# Track cleaner - quick and dirty :-)



## clausheupel (Jan 27, 2005)

Hi folks,

after "swiffering" the dust off my track this afternoon (works really fine!) as usual I was too lazy to scrape the rails with my "rubber block" (you all know these thingies available at the model railroad suppliers?), so I made up my mind about a simple track cleaning car.

And here is what I ended up with after 20 minutes:

I cut off a piece of that "cleaning block", made 2 hooks from a thin aluminium sheet (again one of those obsolete 3.5" floppy was sacrificed for this purpose), CA-superglued these hooks to the rubber so they fit into the "cow-bar" of a TYCO Hummer. Then I glued 2 tiny neo mags (found inside a slaughtered CD-ROM drive - BTW: you find neat little things inside a lot of PC stuff like streamer tape drives, hard disks etc.!) to the rubber to give an appropriate downforce.

Works really great! Only a couple of laps and the track rails are shiny again! :thumbsup: 

Here´s the pics:




























Greetings from Germany,

Claus


----------



## neophytte (Sep 14, 2006)

Heh  I was cleaning my rails on my routed test track over the weekend and used a similar trick ... nice Hummer BTW ...


----------



## 1976Cordoba (Sep 20, 2000)

Excellent idea! :thumbsup: 

So what kind of lap times are ya turning? :devil:


----------



## bobhch (Apr 22, 2007)

*Noooooooooooooooooooooo not the Floppy!!!!!!!*

Claus,

O.K. this is just plain, messing around with tiny stuff to make a track rail cleaner, Cool!  

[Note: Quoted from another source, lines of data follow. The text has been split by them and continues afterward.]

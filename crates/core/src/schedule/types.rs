//! Scheduled transfer domain types.

use std::fmt;

use chrono::{DateTime, Utc};
use rust_decimal::Decimal;
use serde::{Deserialize, Serialize};

use coffer_shared::types::{AccountNumber, ScheduledTransferId};

/// Lifecycle status of a scheduled transfer.
///
/// Pending is the only non-terminal state. The executor moves entries to
/// Executed or Failed; an explicit cancel moves them to Cancelled.
#[derive(Debug, Clone, Copy, PartialEq, Eq, Hash, Serialize, Deserialize)]
#[serde(rename_all = "lowercase")]
pub enum ScheduleStatus {
    /// Waiting for its scheduled time.
    Pending,
    /// The transfer went through.
    Executed,
    /// The transfer was rejected. Never retried.
    Failed,
    /// Withdrawn by the customer before its scheduled time.
    Cancelled,
}

impl ScheduleStatus {
    /// Returns the string representation of the status.
    #[must_use]
    pub const fn as_str(&self) -> &'static str {
        match self {
            Self::Pending => "pending",
            Self::Executed => "executed",
            Self::Failed => "failed",
            Self::Cancelled => "cancelled",
        }
    }

    /// Parses a status, ignoring case.
    #[must_use]
    pub fn parse(s: &str) -> Option<Self> {
        match s.trim().to_lowercase().as_str() {
            "pending" => Some(Self::Pending),
            "executed" => Some(Self::Executed),
            "failed" => Some(Self::Failed),
            "cancelled" => Some(Self::Cancelled),
            _ => None,
        }
    }

    /// Returns true if no further transition is permitted.
    #[must_use]
    pub const fn is_terminal(&self) -> bool {
        !matches!(self, Self::Pending)
    }

    /// Returns true if moving from `self` to `next` is allowed.
    #[must_use]
    pub const fn can_transition_to(&self, next: Self) -> bool {
        matches!(
            (self, next),
            (Self::Pending, Self::Executed | Self::Failed | Self::Cancelled)
        )
    }
}

impl fmt::Display for ScheduleStatus {
    fn fmt(&self, f: &mut fmt::Formatter<'_>) -> fmt::Result {
        f.write_str(self.as_str())
    }
}

/// A transfer deferred to a future instant.
#[derive(Debug, Clone, PartialEq, Eq, Serialize, Deserialize)]
pub struct ScheduledTransfer {
    /// Store-assigned identifier.
    pub id: ScheduledTransferId,
    /// Source account.
    pub from: AccountNumber,
    /// Destination account.
    pub to: AccountNumber,
    /// Amount to move.
    pub amount: Decimal,
    /// When the transfer becomes due.
    pub scheduled_at: DateTime<Utc>,
    /// When the entry was created.
    pub created_at: DateTime<Utc>,
    /// Lifecycle status.
    pub status: ScheduleStatus,
    /// When the entry left Pending.
    pub processed_at: Option<DateTime<Utc>>,
}

impl ScheduledTransfer {
    /// Returns true if the entry is Pending and its time has come.
    #[must_use]
    pub fn is_due(&self, now: DateTime<Utc>) -> bool {
        self.status == ScheduleStatus::Pending && self.scheduled_at <= now
    }

    /// Returns true if the account is the source or destination.
    #[must_use]
    pub fn involves(&self, account: AccountNumber) -> bool {
        self.from == account || self.to == account
    }
}

/// A customer request to schedule a transfer.
#[derive(Debug, Clone, PartialEq, Eq)]
pub struct ScheduleRequest {
    /// Source account.
    pub from: AccountNumber,
    /// Destination account.
    pub to: AccountNumber,
    /// Amount to move.
    pub amount: Decimal,
    /// When the transfer should run.
    pub scheduled_at: DateTime<Utc>,
}

/// A validated entry ready for the store, missing only its identifier.
#[derive(Debug, Clone, PartialEq, Eq)]
pub struct NewScheduledTransfer {
    /// Source account.
    pub from: AccountNumber,
    /// Destination account.
    pub to: AccountNumber,
    /// Amount to move.
    pub amount: Decimal,
    /// When the transfer becomes due.
    pub scheduled_at: DateTime<Utc>,
    /// When the entry was created.
    pub created_at: DateTime<Utc>,
}

impl NewScheduledTransfer {
    /// Builds the stored Pending entry once the store has picked an identifier.
    #[must_use]
    pub const fn with_id(self, id: ScheduledTransferId) -> ScheduledTransfer {
        ScheduledTransfer {
            id,
            from: self.from,
            to: self.to,
            amount: self.amount,
            scheduled_at: self.scheduled_at,
            created_at: self.created_at,
            status: ScheduleStatus::Pending,
            processed_at: None,
        }
    }
}

/// What one executor tick did.
#[derive(Debug, Clone, Copy, PartialEq, Eq, Default)]
pub struct TickReport {
    /// Entries that reached Executed.
    pub executed: usize,
    /// Entries that reached Failed.
    pub failed: usize,
    /// Entries left Pending because storage failed; retried next tick.
    pub deferred: usize,
    /// Entries already claimed or processed elsewhere.
    pub skipped: usize,
}

impl TickReport {
    /// Number of due entries the tick looked at.
    #[must_use]
    pub const fn total(&self) -> usize {
        self.executed + self.failed + self.deferred + self.skipped
    }
}
//! `SeaORM` Entity for scheduled_transfers table.

use sea_orm::entity::prelude::*;
use serde::{Deserialize, Serialize};

use super::sea_orm_active_enums::ScheduleStatus;

#[derive(Clone, Debug, PartialEq, Eq, DeriveEntityModel, Serialize, Deserialize)]
#[sea_orm(table_name = "scheduled_transfers")]
pub struct Model {
    #[sea_orm(primary_key)]
    pub id: i64,
    pub from_account: i64,
    pub to_account: i64,
    #[sea_orm(column_type = "Decimal(Some((18, 2)))")]
    pub amount: Decimal,
    pub scheduled_at: DateTimeWithTimeZone,
    pub created_at: DateTimeWithTimeZone,
    pub status: ScheduleStatus,
    pub processed_at: Option<DateTimeWithTimeZone>,
}

#[derive(Copy, Clone, Debug, EnumIter, DeriveRelation)]
pub enum Relation {
    #[sea_orm(
        belongs_to = "super::accounts::Entity",
        from = "Column::FromAccount",
        to = "super::accounts::Column::Number"
    )]
    FromAccount,
    #[sea_orm(
        belongs_to = "super::accounts::Entity",
        from = "Column::ToAccount",
        to = "super::accounts::Column::Number"
    )]
    ToAccount,
}

impl ActiveModelBehavior for ActiveModel {}
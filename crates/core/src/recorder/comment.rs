//! Audit comment texts.

use rust_decimal::Decimal;

use coffer_shared::types::{AccountNumber, format_amount};

/// Comment for a customer-initiated transfer.
///
/// A blank note is dropped.
#[must_use]
pub fn transfer_comment(amount: Decimal, to: AccountNumber, note: Option<&str>) -> String {
    let mut comment = format!("Transferred {} to A/C {to}", format_amount(amount));
    if let Some(note) = note.map(str::trim).filter(|n| !n.is_empty()) {
        comment.push_str(" | Note: ");
        comment.push_str(note);
    }
    comment
}

/// Comment for a transfer executed by the scheduler.
#[must_use]
pub fn scheduled_comment(from: AccountNumber, to: AccountNumber) -> String {
    format!("Scheduled transaction from {from} account to {to} account")
}

#[cfg(test)]
mod tests {
    use super::*;
    use rust_decimal_macros::dec;

    #[test]
    fn test_transfer_comment() {
        assert_eq!(
            transfer_comment(dec!(300.00), AccountNumber(1002), None),
            "Transferred ₹300 to A/C 1002"
        );
        assert_eq!(
            transfer_comment(dec!(300), AccountNumber(1002), Some("rent")),
            "Transferred ₹300 to A/C 1002 | Note: rent"
        );
        assert_eq!(
            transfer_comment(dec!(300), AccountNumber(1002), Some("   ")),
            "Transferred ₹300 to A/C 1002"
        );
    }

    #[test]
    fn test_scheduled_comment() {
        assert_eq!(
            scheduled_comment(AccountNumber(1001), AccountNumber(1002)),
            "Scheduled transaction from 1001 account to 1002 account"
        );
    }
}
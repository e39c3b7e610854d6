//! Account ledger.
//!
//! This module implements the balance-mutating core:
//! - Domain types for accounts, requests and receipts
//! - Error types for ledger operations
//! - Pure validation rules, run in one canonical order
//! - The ledger service applying credits, debits and transfers

pub mod error;
pub mod service;
pub mod types;
pub mod validation;

#[cfg(test)]
mod service_props;
#[cfg(test)]
mod validation_props;

pub use error::{ErrorKind, LedgerError};
pub use service::AccountLedger;
pub use types::{
    Account, AccountType, BalanceReceipt, LedgerLimits, TellerRequest, TransferReceipt,
    TransferRequest,
};
//! Append-only audit trail of money movements.
//!
//! Every attempted credit, debit or transfer produces exactly one record,
//! Completed or Failed, written inside the same unit of work as the balance
//! change it describes.

pub mod comment;
pub mod service;
pub mod types;

pub use comment::{scheduled_comment, transfer_comment};
pub use service::{DEFAULT_MINI_STATEMENT_LEN, TransactionRecorder};
pub use types::{
    NewTransactionRecord, RecordEntry, RecordStatus, StatementQuery, TransactionKind,
    TransactionRecord,
};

Oooooh and my Digital Sony Mavica uses those so called obsolete Floppy Disc. The Wife bought me a new camera recently but, figured that we had our Dell fitted to take Floppys so, still have not changed over yet.  

Could never cut up a Floppy...  How could you? lol :lol: 










Bob...zilla


----------



## JordanZ870 (Nov 25, 2004)

Great track cleaner, Claus!


Bob, that tank of a camera come with jack-stands, back support and a ceiling hook?


----------



## tjd241 (Jan 25, 2004)

*Great idea !*

Scavenger hunts turn up all kinds of goodies we can use. nd


----------



## win43 (Aug 28, 2006)

Great track cleaner.


----------



## videojimmy (Jan 12, 2006)

nice track cleaner... now you need to add a trailer with a wipe on the underside so it can pick up what the cleaner leaves behined, like an Oscar. I saw a Tyco train turned into a great cleaner. the first car had the stones and the second car had the wiper


----------



## roadrner (Jul 21, 1999)

Great setup, and it works too. Can't beat that. Now I need to find one of those Hummers.  rr


----------



## clausheupel (Jan 27, 2005)

*Development => "Swiffer sled" alert! *

Hi folks,

thanks for all your encouraging comments! VJ´s input finally forced me to build some kind of "Swiffer sled" for my Hummer:

Piled 3 sheets of balsa wood with a recessed mag (the one in the pic proofed to be far too strong, now there are 2 tiny neos like these seen on the rear of my "sanding block" above!):




























And that´s what the Swiffer cloth looks like after only one lap around my track (which I thought I had thoroughly wiped down only 2 days before!):










Happy track cleaning! :hat: 

Greetings from Germany,

Claus


----------



## 1976Cordoba (Sep 20, 2000)

clausheupel said:


>


Outstanding! :thumbsup:


----------



## Bill Hall (Jan 6, 2007)

Diggen'it Claus!


----------



## bobhch (Apr 22, 2007)

Way Kool Claus....that is sooooooooooooooo freakin" Cool.  

Bob...zilla


----------



## videojimmy (Jan 12, 2006)

you rock Claus!


----------



## TK Solver (Mar 18, 2004)

This is so cool!


----------



## grungerockjeepe (Jan 8, 2007)

Now you just need to make a Zamboni body for that chassis and you'd be good to roll! But these are great ideas that I need to work on myself.


----------